9 Lev (2001), p.124.

Acquisition of competitive advantages is at the core of entrepreneurial activity,10 and, in an equal way, valuation of competitive advantages is an entrepreneurial task.

6. Capitalization rules may be based on the paradigm of fair value measurement of assets and liabilities or on the performance-measurement-paradigm (matching of revenues and expenses). Generally spoken, standard setters used to be reluctant to opt for recognition of intangible goods as assets on the balance sheet. To analyse this traditional reluctance, it might be useful to remember what are the ultimate reasons for capitalisation of assets: Why and when should an asset be capitalized in the balance sheet? This question was subject of most influential debates in accounting theory in the last century. Two, partly opposite, partly complementary viewpoints have emerged as results of these debates:11 1) The sum of capitalized assets should reflect as exact as possible the fair value of the marketable fortune of an enterprise. If based on this paradigm, a capitalization rule for intangible assets would imply identification of all identifiable intangible assets and valuation at fair value. 2) Capitalized assets should reflect cash outflows, which are not designed to generate revenues in the current period but in future periods. Following the last concept, i. e. the matching principle concept (let expenses follow revenues), capitalisation rules should guarantee a separation between operative and investment expenditures of a corporate entity for the purpose of timely performance measurement; investing activities should be identified with sufficient reliability.
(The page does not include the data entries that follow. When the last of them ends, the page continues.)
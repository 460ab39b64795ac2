//! Effect-queue executor for reducer-emitted panel effects.

use leptos::*;

use crate::runtime_context::PanelRuntimeContext;

/// Installs the executor that drains queued panel effects in emission order.
pub fn install(runtime: PanelRuntimeContext) {
    // Clear the queue before running so follow-up dispatches enqueue a fresh batch.
    create_effect(move |_| {
        let queued = runtime.effects.get();
        if queued.is_empty() {
            return;
        }

        runtime.effects.set(Vec::new());

        let host = runtime.host.get_value();
        for effect in queued {
            host.run_panel_effect(runtime, effect);
        }
    });
}
use std::rc::Rc;

use panel_host::{
    BadgeService, HostServices, NoopBadgeService, NoopNotificationService, NoopPanelStateStore,
    NoopRewardsService, NoopTabsService, NotificationFuture, NotificationService,
    PanelStateStore, PanelStateStoreFuture, RewardsFuture, RewardsService, TabDescriptor,
    TabsFuture, TabsService,
};

use crate::{
    ExtensionBadgeService, ExtensionNotificationService, ExtensionRewardsService,
    ExtensionTabsService, LocalStoragePanelStateStore,
};

#[derive(Debug, Clone, Copy, PartialEq, Eq)]
/// Compile-time selected host strategy for `panel_host_web` adapters.
pub enum HostStrategy {
    /// Extension-backed adapters talking to the `chrome.*` namespaces.
    Extension,
    /// No-op adapters for builds that render the panel outside an extension page.
    Stub,
}

/// Returns the compile-time selected host strategy for the active build.
pub const fn selected_host_strategy() -> HostStrategy {
    #[cfg(feature = "extension-host-stub")]
    {
        HostStrategy::Stub
    }

    #[cfg(not(feature = "extension-host-stub"))]
    {
        HostStrategy::Extension
    }
}

/// Returns the selected host strategy as a stable string token.
pub fn host_strategy_name() -> &'static str {
    match selected_host_strategy() {
        HostStrategy::Extension => "extension",
        HostStrategy::Stub => "extension-stub",
    }
}

/// Adapter enum that erases the concrete rewards backend behind [`RewardsService`].
#[derive(Debug, Clone, Copy)]
pub enum RewardsServiceAdapter {
    /// `chrome.braveRewards` requests.
    Extension(ExtensionRewardsService),
    /// No-op fallback.
    Stub(NoopRewardsService),
}

impl RewardsService for RewardsServiceAdapter {
    fn create_wallet(&self) -> RewardsFuture<'_, Result<(), String>> {
        match self {
            Self::Extension(service) => service.create_wallet(),
            Self::Stub(service) => service.create_wallet(),
        }
    }

    fn get_wallet_properties(&self) -> RewardsFuture<'_, Result<(), String>> {
        match self {
            Self::Extension(service) => service.get_wallet_properties(),
            Self::Stub(service) => service.get_wallet_properties(),
        }
    }

    fn get_current_report(&self) -> RewardsFuture<'_, Result<(), String>> {
        match self {
            Self::Extension(service) => service.get_current_report(),
            Self::Stub(service) => service.get_current_report(),
        }
    }

    fn get_publisher_data<'a>(
        &'a self,
        window_id: i64,
        url: &'a str,
    ) -> RewardsFuture<'a, Result<(), String>> {
        match self {
            Self::Extension(service) => service.get_publisher_data(window_id, url),
            Self::Stub(service) => service.get_publisher_data(window_id, url),
        }
    }
}

/// Adapter enum that erases the concrete tab backend behind [`TabsService`].
#[derive(Debug, Clone, Copy)]
pub enum TabsServiceAdapter {
    /// `chrome.tabs.get` lookups.
    Extension(ExtensionTabsService),
    /// No-op fallback that never finds a tab.
    Stub(NoopTabsService),
}

impl TabsService for TabsServiceAdapter {
    fn fetch_tab(&self, tab_id: i64) -> TabsFuture<'_, Result<Option<TabDescriptor>, String>> {
        match self {
            Self::Extension(service) => service.fetch_tab(tab_id),
            Self::Stub(service) => service.fetch_tab(tab_id),
        }
    }
}

/// Adapter enum that erases the concrete notification backend behind [`NotificationService`].
#[derive(Debug, Clone, Copy)]
pub enum NotificationServiceAdapter {
    /// `chrome.rewardsNotifications` requests.
    Extension(ExtensionNotificationService),
    /// No-op fallback.
    Stub(NoopNotificationService),
}

impl NotificationService for NotificationServiceAdapter {
    fn delete_notification(&self, id: i64) -> NotificationFuture<'_, Result<(), String>> {
        match self {
            Self::Extension(service) => service.delete_notification(id),
            Self::Stub(service) => service.delete_notification(id),
        }
    }
}

/// Adapter enum that erases the concrete badge backend behind [`BadgeService`].
#[derive(Debug, Clone, Copy)]
pub enum BadgeServiceAdapter {
    /// `chrome.browserAction` badge.
    Extension(ExtensionBadgeService),
    /// No-op fallback.
    Stub(NoopBadgeService),
}

impl BadgeService for BadgeServiceAdapter {
    fn set_badge_text(&self, text: &str) -> Result<(), String> {
        match self {
            Self::Extension(service) => service.set_badge_text(text),
            Self::Stub(service) => service.set_badge_text(text),
        }
    }
}

/// Adapter enum that erases the concrete storage backend behind [`PanelStateStore`].
#[derive(Debug, Clone)]
pub enum PanelStateStoreAdapter {
    /// `localStorage` persistence.
    Extension(LocalStoragePanelStateStore),
    /// No-op fallback that never holds state.
    Stub(NoopPanelStateStore),
}

impl PanelStateStore for PanelStateStoreAdapter {
    fn load_panel_state(&self) -> Result<Option<String>, String> {
        match self {
            Self::Extension(store) => store.load_panel_state(),
            Self::Stub(store) => store.load_panel_state(),
        }
    }

    fn save_panel_state<'a>(
        &'a self,
        raw_json: &'a str,
    ) -> PanelStateStoreFuture<'a, Result<(), String>> {
        match self {
            Self::Extension(store) => store.save_panel_state(raw_json),
            Self::Stub(store) => store.save_panel_state(raw_json),
        }
    }
}

/// Builds the rewards adapter for the compile-time selected host strategy.
pub fn rewards_service() -> RewardsServiceAdapter {
    match selected_host_strategy() {
        HostStrategy::Extension => RewardsServiceAdapter::Extension(ExtensionRewardsService),
        HostStrategy::Stub => RewardsServiceAdapter::Stub(NoopRewardsService),
    }
}

/// Builds the tab adapter for the compile-time selected host strategy.
pub fn tabs_service() -> TabsServiceAdapter {
    match selected_host_strategy() {
        HostStrategy::Extension => TabsServiceAdapter::Extension(ExtensionTabsService),
        HostStrategy::Stub => TabsServiceAdapter::Stub(NoopTabsService),
    }
}

/// Builds the notification adapter for the compile-time selected host strategy.
pub fn notification_service() -> NotificationServiceAdapter {
    match selected_host_strategy() {
        HostStrategy::Extension => {
            NotificationServiceAdapter::Extension(ExtensionNotificationService)
        }
        HostStrategy::Stub => NotificationServiceAdapter::Stub(NoopNotificationService),
    }
}

/// Builds the badge adapter for the compile-time selected host strategy.
pub fn badge_service() -> BadgeServiceAdapter {
    match selected_host_strategy() {
        HostStrategy::Extension => BadgeServiceAdapter::Extension(ExtensionBadgeService),
        HostStrategy::Stub => BadgeServiceAdapter::Stub(NoopBadgeService),
    }
}

/// Builds the panel-state store for the compile-time selected host strategy.
pub fn panel_state_store(storage_key: &str) -> PanelStateStoreAdapter {
    match selected_host_strategy() {
        HostStrategy::Extension => {
            PanelStateStoreAdapter::Extension(LocalStoragePanelStateStore::new(storage_key))
        }
        HostStrategy::Stub => PanelStateStoreAdapter::Stub(NoopPanelStateStore),
    }
}

/// Assembles the full [`HostServices`] bundle for the selected host strategy.
pub fn build_host_services(storage_key: &str) -> HostServices {
    HostServices {
        rewards: Rc::new(rewards_service()),
        tabs: Rc::new(tabs_service()),
        notifications: Rc::new(notification_service()),
        badge: Rc::new(badge_service()),
        store: Rc::new(panel_state_store(storage_key)),
        strategy_name: host_strategy_name(),
    }
}

#[cfg(test)]
mod tests {
    use super::*;

    #[test]
    fn strategy_name_matches_selected_strategy() {
        let expected = match selected_host_strategy() {
            HostStrategy::Extension => "extension",
            HostStrategy::Stub => "extension-stub",
        };
        assert_eq!(host_strategy_name(), expected);
    }

    #[test]
    fn host_services_carry_strategy_and_storage_key() {
        let services = build_host_services("panel-key");
        assert_eq!(services.strategy_name, host_strategy_name());
        match panel_state_store("panel-key") {
            PanelStateStoreAdapter::Extension(store) => assert_eq!(store.key(), "panel-key"),
            PanelStateStoreAdapter::Stub(_) => {
                assert_eq!(selected_host_strategy(), HostStrategy::Stub)
            }
        }
    }

    #[cfg(not(target_arch = "wasm32"))]
    #[test]
    fn native_store_starts_empty() {
        let services = build_host_services("panel-key");
        assert_eq!(services.store.load_panel_state(), Ok(None));
    }
}
//! Rewards service adapter backed by `chrome.braveRewards`.

use panel_host::{RewardsFuture, RewardsService};

use crate::bridge;

#[derive(Debug, Clone, Copy, Default)]
/// Rewards adapter that forwards each request to the extension API.
///
/// Results are not returned here; the extension answers through the events wired by
/// [`crate::install_event_listeners`].
pub struct ExtensionRewardsService;

impl RewardsService for ExtensionRewardsService {
    fn create_wallet(&self) -> RewardsFuture<'_, Result<(), String>> {
        Box::pin(bridge::rewards_create_wallet())
    }

    fn get_wallet_properties(&self) -> RewardsFuture<'_, Result<(), String>> {
        Box::pin(bridge::rewards_get_wallet_properties())
    }

    fn get_current_report(&self) -> RewardsFuture<'_, Result<(), String>> {
        Box::pin(bridge::rewards_get_current_report())
    }

    fn get_publisher_data<'a>(
        &'a self,
        window_id: i64,
        url: &'a str,
    ) -> RewardsFuture<'a, Result<(), String>> {
        Box::pin(bridge::rewards_get_publisher_data(window_id, url))
    }
}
Assets on the balance sheet should reflect the amount of capital expenditures invested in positive present value projects.
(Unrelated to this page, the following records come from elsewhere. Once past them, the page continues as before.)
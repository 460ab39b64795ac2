//! Rewards (wallet/publisher) service contracts and baseline adapters.
//!
//! Every call is a fire-and-forget request. Results are not returned through the future; the
//! extension delivers them later as separate inbound action messages (for example
//! `ON_WALLET_CREATED` after [`RewardsService::create_wallet`]).

use std::{cell::RefCell, future::Future, pin::Pin, rc::Rc};

/// Object-safe boxed future used by [`RewardsService`].
pub type RewardsFuture<'a, T> = Pin<Box<dyn Future<Output = T> + 'a>>;

/// Host service for the browser's rewards wallet API.
pub trait RewardsService {
    /// Requests creation of the rewards wallet.
    fn create_wallet(&self) -> RewardsFuture<'_, Result<(), String>>;

    /// Requests the current wallet properties.
    fn get_wallet_properties(&self) -> RewardsFuture<'_, Result<(), String>>;

    /// Requests the current contribution report.
    fn get_current_report(&self) -> RewardsFuture<'_, Result<(), String>>;

    /// Requests publisher data for the page shown in `window_id`.
    fn get_publisher_data<'a>(
        &'a self,
        window_id: i64,
        url: &'a str,
    ) -> RewardsFuture<'a, Result<(), String>>;
}

#[derive(Debug, Clone, Copy, Default)]
/// No-op rewards service for unsupported targets.
pub struct NoopRewardsService;

impl RewardsService for NoopRewardsService {
    fn create_wallet(&self) -> RewardsFuture<'_, Result<(), String>> {
        Box::pin(async { Ok(()) })
    }

    fn get_wallet_properties(&self) -> RewardsFuture<'_, Result<(), String>> {
        Box::pin(async { Ok(()) })
    }

    fn get_current_report(&self) -> RewardsFuture<'_, Result<(), String>> {
        Box::pin(async { Ok(()) })
    }

    fn get_publisher_data<'a>(
        &'a self,
        _window_id: i64,
        _url: &'a str,
    ) -> RewardsFuture<'a, Result<(), String>> {
        Box::pin(async { Ok(()) })
    }
}

#[derive(Debug, Clone, PartialEq, Eq)]
/// A request observed by [`MemoryRewardsService`].
pub enum RewardsCall {
    /// `create_wallet` was requested.
    CreateWallet,
    /// `get_wallet_properties` was requested.
    GetWalletProperties,
    /// `get_current_report` was requested.
    GetCurrentReport,
    /// `get_publisher_data` was requested.
    GetPublisherData {
        /// Window the lookup was made for.
        window_id: i64,
        /// Page url.
        url: String,
    },
}

#[derive(Debug, Clone, Default)]
/// In-memory rewards service that records every request in order.
pub struct MemoryRewardsService {
    calls: Rc<RefCell<Vec<RewardsCall>>>,
}

impl MemoryRewardsService {
    /// Returns the requests recorded so far.
    pub fn calls(&self) -> Vec<RewardsCall> {
        self.calls.borrow().clone()
    }

    fn record(&self, call: RewardsCall) -> RewardsFuture<'_, Result<(), String>> {
        self.calls.borrow_mut().push(call);
        Box::pin(async { Ok(()) })
    }
}

impl RewardsService for MemoryRewardsService {
    fn create_wallet(&self) -> RewardsFuture<'_, Result<(), String>> {
        self.record(RewardsCall::CreateWallet)
    }

    fn get_wallet_properties(&self) -> RewardsFuture<'_, Result<(), String>> {
        self.record(RewardsCall::GetWalletProperties)
    }

    fn get_current_report(&self) -> RewardsFuture<'_, Result<(), String>> {
        self.record(RewardsCall::GetCurrentReport)
    }

    fn get_publisher_data<'a>(
        &'a self,
        window_id: i64,
        url: &'a str,
    ) -> RewardsFuture<'a, Result<(), String>> {
        self.record(RewardsCall::GetPublisherData {
            window_id,
            url: url.to_string(),
        })
    }
}
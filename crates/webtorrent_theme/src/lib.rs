//! Style constants for the torrent viewer UI.
//!
//! Each [`StyleBlock`] is an ordered list of CSS declarations. Blocks render either as an
//! inline `style` attribute value or as a camelCase JSON object for script-side consumers.

#![warn(missing_docs, rustdoc::broken_intra_doc_links)]

use serde_json::{Map, Value};

#[derive(Debug, Clone, Copy, PartialEq, Eq)]
/// CSS properties used by the torrent viewer theme.
pub enum CssProperty {
    /// `align-items`
    AlignItems,
    /// `justify-content`
    JustifyContent,
    /// `font-size`
    FontSize,
    /// `display`
    Display,
    /// `height`
    Height,
    /// `grid-template-columns`
    GridTemplateColumns,
    /// `grid-template-rows`
    GridTemplateRows,
    /// `grid-gap`
    GridGap,
}

impl CssProperty {
    /// Returns the CSS property name.
    pub const fn token(self) -> &'static str {
        match self {
            Self::AlignItems => "align-items",
            Self::JustifyContent => "justify-content",
            Self::FontSize => "font-size",
            Self::Display => "display",
            Self::Height => "height",
            Self::GridTemplateColumns => "grid-template-columns",
            Self::GridTemplateRows => "grid-template-rows",
            Self::GridGap => "grid-gap",
        }
    }

    /// Returns the DOM style-object key for the property.
    pub const fn js_name(self) -> &'static str {
        match self {
            Self::AlignItems => "alignItems",
            Self::JustifyContent => "justifyContent",
            Self::FontSize => "fontSize",
            Self::Display => "display",
            Self::Height => "height",
            Self::GridTemplateColumns => "gridTemplateColumns",
            Self::GridTemplateRows => "gridTemplateRows",
            Self::GridGap => "gridGap",
        }
    }
}

/// An ordered set of CSS declarations.
#[derive(Debug, Clone, Copy, PartialEq, Eq)]
pub struct StyleBlock(pub &'static [(CssProperty, &'static str)]);

impl StyleBlock {
    /// Returns the declared value for `property`, if any.
    pub fn get(&self, property: CssProperty) -> Option<&'static str> {
        self.0
            .iter()
            .find(|(declared, _)| *declared == property)
            .map(|(_, value)| *value)
    }

    /// Renders the block as an inline `style` attribute value.
    pub fn to_inline_style(&self) -> String {
        self.0
            .iter()
            .map(|(property, value)| format!("{}: {value};", property.token()))
            .collect::<Vec<_>>()
            .join(" ")
    }

    /// Renders the block as a camelCase style object.
    pub fn to_json(&self) -> Value {
        let object: Map<String, Value> = self
            .0
            .iter()
            .map(|(property, value)| (property.js_name().to_string(), Value::from(*value)))
            .collect();
        Value::Object(object)
    }
}

#[derive(Debug, Clone, Copy, PartialEq, Eq)]
/// Named style blocks of the torrent viewer.
pub struct Theme {
    /// Left header column: vertically centered, packed to the start.
    pub header_column_left: StyleBlock,
    /// Right header column: vertically centered, packed to the end.
    pub header_column_right: StyleBlock,
    /// Body text of the privacy notice.
    pub privacy_notice_body: StyleBlock,
    /// Two-column button grid.
    pub button_container: StyleBlock,
}

/// The torrent viewer theme.
pub const THEME: Theme = Theme {
    header_column_left: StyleBlock(&[
        (CssProperty::AlignItems, "center"),
        (CssProperty::JustifyContent, "flex-start"),
    ]),
    header_column_right: StyleBlock(&[
        (CssProperty::AlignItems, "center"),
        (CssProperty::JustifyContent, "flex-end"),
    ]),
    privacy_notice_body: StyleBlock(&[(CssProperty::FontSize, "12px")]),
    button_container: StyleBlock(&[
        (CssProperty::Display, "grid"),
        (CssProperty::Height, "100%"),
        (CssProperty::GridTemplateColumns, "1fr 1fr"),
        (CssProperty::GridTemplateRows, "1fr"),
        (CssProperty::GridGap, "15px"),
    ]),
};

impl Theme {
    /// Returns every block keyed by its style-object name.
    pub fn blocks(&self) -> [(&'static str, StyleBlock); 4] {
        [
            ("headerColumnLeft", self.header_column_left),
            ("headerColumnRight", self.header_column_right),
            ("privacyNoticeBody", self.privacy_notice_body),
            ("buttonContainer", self.button_container),
        ]
    }

    /// Renders the whole theme as a nested camelCase style object.
    pub fn to_json(&self) -> Value {
        Value::Object(
            self.blocks()
                .into_iter()
                .map(|(name, block)| (name.to_string(), block.to_json()))
                .collect(),
        )
    }
}
use super::*;

fn unsupported() -> String {
    "Extension APIs are only available when compiled for wasm32".to_string()
}

pub async fn rewards_create_wallet() -> Result<(), String> {
    Ok(())
}

pub async fn rewards_get_wallet_properties() -> Result<(), String> {
    Ok(())
}

pub async fn rewards_get_current_report() -> Result<(), String> {
    Ok(())
}

pub async fn rewards_get_publisher_data(_window_id: i64, _url: &str) -> Result<(), String> {
    Ok(())
}

pub async fn notifications_delete(_id: i64) -> Result<(), String> {
    Ok(())
}

pub async fn tabs_get(_tab_id: i64) -> Result<Option<TabDescriptor>, String> {
    Err(unsupported())
}

pub fn badge_set_text(_text: &str) -> Result<(), String> {
    Ok(())
}

pub fn subscribe_events(_sink: Box<dyn Fn(ActionMessage)>) -> Result<(), String> {
    Err(unsupported())
}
10 See, for example: Kirzner (1973).


11

See, e.g., Upton (2001), p. 13. The two competing paradigms were also at the core of the at the time most influential debates about static vs. dynamic interpretations of financial accounting in German literature, see seminally: Schmalenbach (1919), pp. 1-60.

7. Measuring the fair value of intangible assets implies fair value measurement of competitive advantages. The rise of the fair value paradigm as financial accounting concept will lead to a substantial change in the role of financial accounting and auditing. Fair value of an asset represents the amount at which that asset could be bought or sold in a current transaction between willing parties, that is, other than in a forced or liquidation sale.12 In the absence of quoted market prizes, fair values have to be estimated e.g. by discounted cash flows or by option pricing models. At least in the US, in recent years there has been evidence of a turn-around towards a more fair-value based measurement of assets and liabilities in financial accounting. Fair value was introduced in SFAC No. 7 as measurement objective for present-value-based accounting measurements. Intangible assets which are acquired together with corporate entities are to be measured with their fair values according to SFAS 141, fair values are the benchmark for measuring the value of intangible assets with indeterminate lives and of acquired goodwill according to the impairment test SFAS 141/142. Thus, for many balance sheet items, accrual accounting via direct fair value measurement replaces more and more accrual accounting by amortization of expenditures over the estimated useful lifetime of an asset. The key argument in favour of this treatment is that, for many intangible assets, useful life is not determinable.13 Measurement of fair values for positions which cannot straight-forwardly be replicated by items traded in capital markets implies entrepreneurial judgment: It has been pointed out that the huge majority of intangible assets consists of competitive advantages. In opting for fair value measurement of intangible positions as an element of GAAP, standard setters initiate a fundamental change in the role of certified public accountants and auditors: In the future, auditors will be more and more required to testify entrepreneurial judgments by testifying fair values of information goods and competitive advantages. Also on the grounds of the recent experiences,14 one might be sceptical about whether such a change in the role of the accounting and auditing profession will strengthen the quality and integrity of financial accounting.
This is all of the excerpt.